One of the first tracks I encountered in my exploration of alt-country was NoahJohn’s wonderful ‘Standing On A Snake’ from the 1999 album “Tadpoles”. Here is the title track from that excellent album, which gained some very positive critical reviews in the UK, including from Mojo and The Sunday Times. The track is not catchy or even very musical, with the vocals accompanied by sparse accordion, but the words and the images they paint stay with you and, over time, so does the melody.
Carl Johns, aka NoahJohn, originally from South Indiana, tells of returning home and then going on a walk with his father: “I was walking down/In my hometown/With my old man/ Fields stretching out/ By the side of us/ Green blankets”. This idyllic scene is then shattered: “Then a truck drove by and somebody shouts/ Hey faggots!/Get off the road”. Johns then sings, ironically you guess, “It’s good to be back home”.
He finally tries to see things from the point of view of the youth shouting abuse: “Maybe he just hates himself/ And can’t figure out/ Exactly what he should be doing”. This unusually reflective way of looking at things makes the song particularly memorable.
The album is NoahJohn’s debut, written when bored while living alone in Madison, Wisconsin. He had previously attended Indiana University in Bloomington and had something of a creative awakening there. He used a new name NoahJohn because he was uncomfortable seeing his real name on promo material and kept it through four albums and the many changes to supporting personnel. His final album as NoahJohn was a 2003 collaboration with Eugene Chadboune “Country Protest Anew”.

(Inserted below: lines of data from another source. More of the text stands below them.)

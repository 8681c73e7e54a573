//! 寄存器客户端实现
//!
//! 管理单台设备的连接生命周期，提供寄存器读写操作。
//!
//! ## 连接状态
//!
//! 客户端在 `Disconnected` 与 `Connected` 之间迁移：
//! - `open()` 成功后进入 `Connected`
//! - `close()` 或不可恢复的传输故障（连接中断、超时）回到 `Disconnected`
//!
//! 读写操作在 `Disconnected` 状态下自动建连；协议层异常（设备返回
//! 错误码）不改变连接状态。
//!
//! ## 使用示例
//!
//! ```rust,ignore
//! let mut client = RegisterClient::new(connector, endpoint);
//! let values = client.read_registers(0, 2).await?;
//! client.close().await;
//! ```

use crate::error::ProtocolError;
use async_trait::async_trait;
use domain::DeviceEndpoint;
use std::sync::Arc;
use std::time::Duration;
use tracing::debug;

/// 建连抽象：为端点打开一条寄存器连接。
#[async_trait]
pub trait RegisterConnector: Send + Sync {
    async fn connect(
        &self,
        endpoint: &DeviceEndpoint,
    ) -> Result<Box<dyn RegisterConnection>, ProtocolError>;
}

/// 单条设备连接上的寄存器操作。
///
/// 实现不要求内部可重入；同一连接同一时刻只有一个在途操作。
#[async_trait]
pub trait RegisterConnection: Send {
    async fn read_registers(
        &mut self,
        address: u16,
        count: u16,
    ) -> Result<Vec<u16>, ProtocolError>;

    async fn write_register(&mut self, address: u16, value: u16) -> Result<(), ProtocolError>;

    /// 尽力而为地关闭连接；从不失败。
    async fn shutdown(&mut self);
}

/// 客户端超时配置。
#[derive(Debug, Clone)]
pub struct ClientOptions {
    /// 建连超时
    pub connect_timeout: Duration,
    /// 单次读写操作超时
    pub request_timeout: Duration,
}

impl Default for ClientOptions {
    fn default() -> Self {
        Self {
            connect_timeout: Duration::from_millis(5000),
            request_timeout: Duration::from_millis(3000),
        }
    }
}

/// 寄存器客户端：恰好对应一台设备的一条连接。
///
/// 客户端独占连接句柄，不做内部加锁；需要并发访问同一设备的调用方
/// 必须串行化，或各自构造独立的客户端实例（代价是对该设备的重复连接）。
pub struct RegisterClient {
    endpoint: DeviceEndpoint,
    options: ClientOptions,
    connector: Arc<dyn RegisterConnector>,
    connection: Option<Box<dyn RegisterConnection>>,
}

impl RegisterClient {
    /// 以默认超时构造客户端。
    pub fn new(connector: Arc<dyn RegisterConnector>, endpoint: DeviceEndpoint) -> Self {
        Self::with_options(connector, endpoint, ClientOptions::default())
    }

    /// 以显式超时构造客户端。
    pub fn with_options(
        connector: Arc<dyn RegisterConnector>,
        endpoint: DeviceEndpoint,
        options: ClientOptions,
    ) -> Self {
        Self {
            endpoint,
            options,
            connector,
            connection: None,
        }
    }

    pub fn endpoint(&self) -> &DeviceEndpoint {
        &self.endpoint
    }

    pub fn is_connected(&self) -> bool {
        self.connection.is_some()
    }

    /// 打开连接。幂等：已连接时为 no-op。
    ///
    /// 端点不可达或握手失败返回 `ProtocolError::Connection`；不做内部重试。
    pub async fn open(&mut self) -> Result<(), ProtocolError> {
        if self.connection.is_some() {
            return Ok(());
        }
        let connect = self.connector.connect(&self.endpoint);
        let connection = match tokio::time::timeout(self.options.connect_timeout, connect).await {
            Ok(result) => result?,
            Err(_) => {
                return Err(ProtocolError::Timeout(
                    self.options.connect_timeout.as_millis() as u64,
                ));
            }
        };
        debug!(endpoint = %self.endpoint, "register connection opened");
        self.connection = Some(connection);
        Ok(())
    }

    /// 读取 `count` 个连续寄存器（`count >= 1`）。
    ///
    /// 未连接时自动建连。成功时返回的序列长度恒等于 `count`，从不返回
    /// 部分数据。设备返回异常码 -> `Protocol`（连接保留）；传输故障 ->
    /// `Connection`/`Timeout`（连接句柄作废，回到 `Disconnected`）。
    pub async fn read_registers(
        &mut self,
        address: u16,
        count: u16,
    ) -> Result<Vec<u16>, ProtocolError> {
        if count == 0 {
            return Err(ProtocolError::InvalidRequest(
                "register count must be at least 1".to_string(),
            ));
        }
        self.open().await?;
        let Some(connection) = self.connection.as_mut() else {
            return Err(ProtocolError::Connection("not connected".to_string()));
        };
        let request = connection.read_registers(address, count);
        let result = match tokio::time::timeout(self.options.request_timeout, request).await {
            Ok(result) => result,
            Err(_) => {
                self.connection = None;
                return Err(ProtocolError::Timeout(
                    self.options.request_timeout.as_millis() as u64,
                ));
            }
        };
        match result {
            Ok(values) => {
                if values.len() != count as usize {
                    return Err(ProtocolError::Protocol(format!(
                        "short response: expected {} registers, got {}",
                        count,
                        values.len()
                    )));
                }
                Ok(values)
            }
            Err(err) => {
                if err.is_transport() {
                    self.connection = None;
                }
                Err(err)
            }
        }
    }

    /// 写入单个寄存器。
    ///
    /// 自动建连与错误语义同 [`read_registers`](Self::read_registers)。
    /// 成功表示设备已确认写入；客户端不做回读校验。
    pub async fn write_register(
        &mut self,
        address: u16,
        value: u16,
    ) -> Result<(), ProtocolError> {
        self.open().await?;
        let Some(connection) = self.connection.as_mut() else {
            return Err(ProtocolError::Connection("not connected".to_string()));
        };
        let request = connection.write_register(address, value);
        let result = match tokio::time::timeout(self.options.request_timeout, request).await {
            Ok(result) => result,
            Err(_) => {
                self.connection = None;
                return Err(ProtocolError::Timeout(
                    self.options.request_timeout.as_millis() as u64,
                ));
            }
        };
        match result {
            Ok(()) => Ok(()),
            Err(err) => {
                if err.is_transport() {
                    self.connection = None;
                }
                Err(err)
            }
        }
    }

    /// 关闭连接并释放句柄。幂等，任何状态下调用都安全，从不失败。
    pub async fn close(&mut self) {
        if let Some(mut connection) = self.connection.take() {
            connection.shutdown().await;
            debug!(endpoint = %self.endpoint, "register connection closed");
        }
    }
}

Johns learned piano, guitar and drums as a child. He later drummed with garage bands and worked with bluegrass musicians. You can hear the garage band influence in the rawness of the music on the album, particularly the guitar. The bluegrass influence is heard in the ‘hoedown’ fiddle on show but there is also banjo and mandolin at times. Both influences give the album a compelling vitality and energy. His uncle gave him an accordion and this instrument appears on some tracks. There is a rural flavour to the music and the words, and the word ‘hillbilly’ has been used to describe it.
After NoahJohn, Johns recorded four albums as Charlemagne. Initially a solo project, he formed a band to support him. At one stage they looked and sounded a bit like Bon Jovi- a slightly bizarre turn of events given the music on “Tadpoles”– but Johns does seem to be an original, creative maverick.